Abstract View
Implementing On-line Laser Diagnostics to Monitor the Reactive Spray Deposition Technology (RSDT) for Catalyst Manufacturing
EVANGELOS K. STEFANIDIS, Thomas A Ebaugh, Stoyan Bliznakov, Leonard Bonville, Francesco Carbone, Radenka Maric, University of Connecticut
Abstract Number: 549
Working Group: Nanoparticles and Materials Synthesis
Abstract
The Reactive Spray Deposition Technology (RSDT) has been developed to synthesize nanoparticles in a flow reactor and deposit them directly on a target substrate. This flame-based method is proved to be effective for the manufacturing of highly active catalysts in a single step process but requires an optimization of the operative parameters to tailor the properties of the final products. The characterization of the produced nanoparticles necessary to achieve the process optimization is routinely performed off-line on samples of the final products, manufactured while keeping constant the process parameters. It appears that the implementation of laser diagnostics able to provide on-line information about the size, number concentration, crystallinity, and other characteristics of the synthesized nanoparticles, would substantially accelerate the process optimization due to on-line feedback about the sensitivity of the product properties to the process parameters.
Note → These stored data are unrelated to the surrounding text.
use std::path::PathBuf;
use std::sync::Arc;
use std::time::Duration;

use anyhow::{Context, Error};
use clap::Parser;

use crate::annotate::{Annotator, DEFAULT_CONCURRENCY};
use crate::http_client::new_client;
use crate::metadata::{HttpMetadataClient, DEFAULT_METADATA_URL};
use crate::registry::{
    AnonymousCredentials, CredentialProvider, DockerConfigCredentials, RegistryAccess,
    RegistryEndpoints,
};
use crate::resolver::RegistryResolver;

#[derive(clap::ValueEnum, Debug, Clone, Copy, PartialEq, Eq)]
pub enum OutputFormat {
    Table,
    Json,
}

#[derive(Parser, Debug, Clone)]
#[clap(name = "images app", about = "List local images with the newest upstream tag")]
pub struct FreshnessConfig {
    /// JSON array of local image records.
    #[clap(long)]
    pub images_file: PathBuf,

    #[clap(long, env = "IMAGE_METADATA_URL", default_value = DEFAULT_METADATA_URL)]
    pub metadata_url: String,

    /// Images resolved at once. 1 resolves them one after another.
    #[clap(long, env = "IMAGE_FRESHNESS_CONCURRENCY", default_value_t = DEFAULT_CONCURRENCY)]
    pub concurrency: usize,

    /// Per-request timeout for registry and metadata calls.
    #[clap(long, default_value_t = 4000)]
    pub timeout_ms: u64,

    /// Docker config file holding registry credentials. Defaults to
    /// `$DOCKER_CONFIG/config.json` or `~/.docker/config.json`.
    #[clap(long)]
    pub docker_config: Option<PathBuf>,

    /// Never send registry credentials.
    #[clap(long)]
    pub anonymous: bool,

    /// Base url for a registry domain, as `domain=url`. Repeatable.
    #[clap(long = "registry-endpoint", value_parser = parse_endpoint)]
    pub registry_endpoints: Vec<(String, String)>,

    #[clap(long, value_enum, default_value = "table")]
    pub format: OutputFormat,

    #[clap(short, long, action = clap::ArgAction::Count)]
    pub verbose: u8,
}

fn parse_endpoint(raw: &str) -> Result<(String, String), String> {
    match raw.split_once('=') {
        Some((domain, base)) if !domain.is_empty() && !base.is_empty() => {
            Ok((domain.to_string(), base.to_string()))
        }
        _ => Err(format!("expected domain=url, got {:?}", raw)),
    }
}

impl FreshnessConfig {
    pub fn request_timeout(&self) -> Duration {
        Duration::from_millis(self.timeout_ms)
    }

    pub fn registry_endpoints(&self) -> RegistryEndpoints {
        self.registry_endpoints
            .iter()
            .fold(RegistryEndpoints::default(), |endpoints, (domain, base)| {
                endpoints.with_override(domain, base)
            })
    }

    pub fn credential_provider(&self) -> Result<Arc<dyn CredentialProvider>, Error> {
        if self.anonymous {
            return Ok(Arc::new(AnonymousCredentials));
        }
        let path = match self.docker_config.clone().or_else(DockerConfigCredentials::default_path) {
            Some(path) => path,
            None => return Ok(Arc::new(AnonymousCredentials)),
        };
        tracing::debug!("Loading registry credentials from {:?}", path);
        let provider = DockerConfigCredentials::parse_file(&path)
            .with_context(|| format!("Loading docker config {:?}", path))?;
        Ok(Arc::new(provider))
    }

    /// Wires the registry resolver and metadata client around one shared http client.
    pub fn build_annotator(&self) -> Result<Annotator, Error> {
        let http_client = new_client();
        let timeout = self.request_timeout();

        let access = RegistryAccess::new(self.credential_provider()?)
            .with_endpoints(self.registry_endpoints())
            .with_http_client(http_client.clone())
            .with_request_timeout(timeout);
        let metadata = HttpMetadataClient::new(&self.metadata_url)
            .with_http_client(http_client)
            .with_request_timeout(timeout);

        Ok(Annotator::new(
            Arc::new(RegistryResolver::with_access(access)),
            Arc::new(metadata),
        )
        .with_concurrency(self.concurrency))
    }
}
It would also offer the capability of monitoring slowly transient deposition processes of multilayered products with not-uniform characteristics such as size and crystallinity. In this study, we tackle the technical difficulties of implementing spectroscopic laser diagnostics in the complex RSDT flame reactor. A millimeter-sized measurement volume in the RSDT is illuminated by pulsed laser light with a wavelength of 532 nm while the induced light emission is collected at an angle by a train of optical components redirecting it into a spectrograph equipped with a fast gated and intensified CCD camera. Appropriate camera gating and light filtering allowed us to distinguish between the signals emitted by static light scattering, Stokes Raman scattering, and particle incandescence. The three signals are related to the number concentration, composition, and size of the light emitters in the measurement volume but the deconvolution of these properties is not trivial. Preliminary testing of a propane jet flame synthesizing Platinum nanoparticles gave promising results and the challenges of the quantitative result interpretation are currently being addressed.